───── Material supplied

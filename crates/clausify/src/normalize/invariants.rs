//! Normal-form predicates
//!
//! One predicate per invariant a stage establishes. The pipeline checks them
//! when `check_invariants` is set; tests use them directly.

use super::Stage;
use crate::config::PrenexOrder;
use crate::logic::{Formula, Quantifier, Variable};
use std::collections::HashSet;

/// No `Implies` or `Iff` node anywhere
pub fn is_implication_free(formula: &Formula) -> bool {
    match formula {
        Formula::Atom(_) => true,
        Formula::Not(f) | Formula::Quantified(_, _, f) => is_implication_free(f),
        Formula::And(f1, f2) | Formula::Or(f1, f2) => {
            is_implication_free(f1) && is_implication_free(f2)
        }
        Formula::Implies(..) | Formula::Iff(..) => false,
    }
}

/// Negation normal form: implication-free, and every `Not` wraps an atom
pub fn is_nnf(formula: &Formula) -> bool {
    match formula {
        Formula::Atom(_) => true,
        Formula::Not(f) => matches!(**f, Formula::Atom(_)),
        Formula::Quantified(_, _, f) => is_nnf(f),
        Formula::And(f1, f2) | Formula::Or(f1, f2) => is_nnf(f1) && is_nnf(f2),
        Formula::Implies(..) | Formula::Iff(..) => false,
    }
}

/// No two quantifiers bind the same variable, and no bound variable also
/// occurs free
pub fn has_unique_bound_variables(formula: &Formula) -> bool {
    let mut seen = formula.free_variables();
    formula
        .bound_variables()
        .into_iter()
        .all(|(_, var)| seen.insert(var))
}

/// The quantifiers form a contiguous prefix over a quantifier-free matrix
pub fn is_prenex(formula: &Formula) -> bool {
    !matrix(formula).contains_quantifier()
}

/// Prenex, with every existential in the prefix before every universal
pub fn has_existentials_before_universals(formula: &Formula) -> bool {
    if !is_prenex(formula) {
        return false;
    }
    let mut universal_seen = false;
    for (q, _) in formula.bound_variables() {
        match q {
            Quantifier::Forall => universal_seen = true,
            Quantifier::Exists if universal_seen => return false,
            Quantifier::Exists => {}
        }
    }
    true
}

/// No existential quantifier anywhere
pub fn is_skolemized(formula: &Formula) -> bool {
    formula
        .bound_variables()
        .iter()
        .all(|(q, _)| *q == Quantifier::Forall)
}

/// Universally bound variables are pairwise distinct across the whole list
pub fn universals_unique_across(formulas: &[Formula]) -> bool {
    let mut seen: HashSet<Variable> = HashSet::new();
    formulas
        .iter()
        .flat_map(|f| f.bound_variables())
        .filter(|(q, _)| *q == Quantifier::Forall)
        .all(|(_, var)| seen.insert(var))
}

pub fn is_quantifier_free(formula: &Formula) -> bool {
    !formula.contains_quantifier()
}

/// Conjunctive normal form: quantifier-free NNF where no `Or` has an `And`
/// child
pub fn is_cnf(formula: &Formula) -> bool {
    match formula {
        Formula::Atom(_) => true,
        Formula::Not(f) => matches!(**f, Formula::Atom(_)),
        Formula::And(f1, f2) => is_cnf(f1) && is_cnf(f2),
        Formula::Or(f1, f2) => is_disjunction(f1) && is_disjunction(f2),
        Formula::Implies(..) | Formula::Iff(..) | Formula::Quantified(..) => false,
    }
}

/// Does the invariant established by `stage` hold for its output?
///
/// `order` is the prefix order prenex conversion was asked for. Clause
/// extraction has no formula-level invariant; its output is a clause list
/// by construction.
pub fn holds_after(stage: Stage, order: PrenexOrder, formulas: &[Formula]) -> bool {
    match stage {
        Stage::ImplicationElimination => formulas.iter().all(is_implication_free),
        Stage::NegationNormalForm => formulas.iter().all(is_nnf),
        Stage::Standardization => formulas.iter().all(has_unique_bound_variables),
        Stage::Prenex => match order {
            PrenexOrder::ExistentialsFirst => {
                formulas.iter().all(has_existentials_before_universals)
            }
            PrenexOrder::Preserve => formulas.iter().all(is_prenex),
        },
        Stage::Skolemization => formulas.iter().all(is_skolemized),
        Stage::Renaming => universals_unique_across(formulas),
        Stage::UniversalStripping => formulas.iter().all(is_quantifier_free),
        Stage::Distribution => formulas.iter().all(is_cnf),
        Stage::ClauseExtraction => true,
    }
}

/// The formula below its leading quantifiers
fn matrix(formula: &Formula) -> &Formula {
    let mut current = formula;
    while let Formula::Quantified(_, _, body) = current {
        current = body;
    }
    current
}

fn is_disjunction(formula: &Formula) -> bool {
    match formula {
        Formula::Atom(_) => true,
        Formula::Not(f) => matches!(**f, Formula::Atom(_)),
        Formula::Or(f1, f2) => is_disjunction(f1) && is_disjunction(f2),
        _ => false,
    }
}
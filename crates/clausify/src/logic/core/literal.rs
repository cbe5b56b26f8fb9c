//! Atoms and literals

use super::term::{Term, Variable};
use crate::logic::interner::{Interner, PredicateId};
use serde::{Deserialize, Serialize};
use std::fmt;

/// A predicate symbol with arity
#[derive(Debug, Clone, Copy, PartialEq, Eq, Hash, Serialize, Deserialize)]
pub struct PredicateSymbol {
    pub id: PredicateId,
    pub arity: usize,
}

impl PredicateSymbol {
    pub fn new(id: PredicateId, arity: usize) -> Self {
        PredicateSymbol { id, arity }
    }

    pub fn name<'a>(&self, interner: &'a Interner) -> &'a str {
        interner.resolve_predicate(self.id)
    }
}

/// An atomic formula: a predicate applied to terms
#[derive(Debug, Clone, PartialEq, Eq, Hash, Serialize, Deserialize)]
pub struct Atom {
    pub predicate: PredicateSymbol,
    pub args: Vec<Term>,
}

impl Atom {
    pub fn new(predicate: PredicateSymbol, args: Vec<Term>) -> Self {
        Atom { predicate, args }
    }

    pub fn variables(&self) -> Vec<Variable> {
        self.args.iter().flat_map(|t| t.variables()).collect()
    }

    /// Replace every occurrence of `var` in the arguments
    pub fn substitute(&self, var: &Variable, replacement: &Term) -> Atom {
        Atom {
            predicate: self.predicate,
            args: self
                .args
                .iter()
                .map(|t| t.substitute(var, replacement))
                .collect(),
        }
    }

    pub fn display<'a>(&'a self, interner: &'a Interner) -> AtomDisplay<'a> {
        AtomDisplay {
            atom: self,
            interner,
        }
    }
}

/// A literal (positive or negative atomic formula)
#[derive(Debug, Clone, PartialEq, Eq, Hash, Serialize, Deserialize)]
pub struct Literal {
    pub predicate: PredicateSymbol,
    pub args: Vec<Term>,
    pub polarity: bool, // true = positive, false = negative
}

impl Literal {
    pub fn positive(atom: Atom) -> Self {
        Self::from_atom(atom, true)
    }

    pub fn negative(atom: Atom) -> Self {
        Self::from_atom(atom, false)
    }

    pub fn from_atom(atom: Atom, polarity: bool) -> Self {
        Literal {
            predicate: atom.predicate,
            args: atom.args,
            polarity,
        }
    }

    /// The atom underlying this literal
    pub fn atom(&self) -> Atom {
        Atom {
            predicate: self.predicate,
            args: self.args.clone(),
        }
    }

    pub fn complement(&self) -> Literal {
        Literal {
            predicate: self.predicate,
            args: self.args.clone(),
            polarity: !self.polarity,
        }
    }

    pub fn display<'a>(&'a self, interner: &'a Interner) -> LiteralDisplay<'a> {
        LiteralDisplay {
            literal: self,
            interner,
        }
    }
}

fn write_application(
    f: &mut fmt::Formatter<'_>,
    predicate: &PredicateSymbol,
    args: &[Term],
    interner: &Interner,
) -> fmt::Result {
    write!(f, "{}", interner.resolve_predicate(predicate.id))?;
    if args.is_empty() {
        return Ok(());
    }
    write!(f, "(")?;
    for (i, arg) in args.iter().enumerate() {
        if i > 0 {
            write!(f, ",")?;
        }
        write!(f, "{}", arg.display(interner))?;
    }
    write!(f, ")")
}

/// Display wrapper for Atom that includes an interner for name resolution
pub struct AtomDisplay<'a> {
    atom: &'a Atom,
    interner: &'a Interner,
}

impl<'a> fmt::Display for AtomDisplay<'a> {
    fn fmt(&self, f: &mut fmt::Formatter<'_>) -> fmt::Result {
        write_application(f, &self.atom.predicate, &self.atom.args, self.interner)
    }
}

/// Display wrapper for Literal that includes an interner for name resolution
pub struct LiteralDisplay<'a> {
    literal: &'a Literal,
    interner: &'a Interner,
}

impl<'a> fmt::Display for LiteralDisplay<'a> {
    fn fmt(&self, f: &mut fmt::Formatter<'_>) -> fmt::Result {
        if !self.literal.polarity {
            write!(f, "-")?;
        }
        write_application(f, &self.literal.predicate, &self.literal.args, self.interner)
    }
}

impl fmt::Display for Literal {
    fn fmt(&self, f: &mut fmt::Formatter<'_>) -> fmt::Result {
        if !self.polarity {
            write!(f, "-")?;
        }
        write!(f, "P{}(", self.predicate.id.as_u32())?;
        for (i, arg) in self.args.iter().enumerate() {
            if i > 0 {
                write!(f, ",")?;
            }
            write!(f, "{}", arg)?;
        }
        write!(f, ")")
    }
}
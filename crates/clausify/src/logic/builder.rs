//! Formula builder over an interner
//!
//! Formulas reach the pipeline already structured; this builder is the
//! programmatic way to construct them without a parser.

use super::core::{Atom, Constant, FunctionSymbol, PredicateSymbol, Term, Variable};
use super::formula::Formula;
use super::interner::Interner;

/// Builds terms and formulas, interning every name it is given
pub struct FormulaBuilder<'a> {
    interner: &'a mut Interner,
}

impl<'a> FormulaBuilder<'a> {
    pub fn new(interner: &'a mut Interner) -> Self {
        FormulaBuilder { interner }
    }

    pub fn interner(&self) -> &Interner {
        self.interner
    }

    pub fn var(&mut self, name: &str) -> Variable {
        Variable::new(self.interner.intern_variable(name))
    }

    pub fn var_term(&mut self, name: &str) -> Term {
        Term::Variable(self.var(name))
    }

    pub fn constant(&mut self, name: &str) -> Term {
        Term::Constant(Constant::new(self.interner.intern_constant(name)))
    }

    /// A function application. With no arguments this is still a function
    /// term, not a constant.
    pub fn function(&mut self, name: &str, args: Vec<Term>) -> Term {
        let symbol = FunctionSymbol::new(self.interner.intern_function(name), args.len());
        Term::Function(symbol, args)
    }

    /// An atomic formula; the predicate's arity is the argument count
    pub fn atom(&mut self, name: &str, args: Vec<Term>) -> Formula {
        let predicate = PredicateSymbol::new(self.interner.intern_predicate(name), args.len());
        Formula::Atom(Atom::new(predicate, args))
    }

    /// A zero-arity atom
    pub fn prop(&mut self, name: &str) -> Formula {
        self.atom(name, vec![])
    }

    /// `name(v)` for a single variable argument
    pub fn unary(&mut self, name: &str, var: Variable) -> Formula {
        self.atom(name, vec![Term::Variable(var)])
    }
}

──────────

[Exercise details] Tell how many lines in the material above have the string "includes", using only the number.

[Expected answer] 2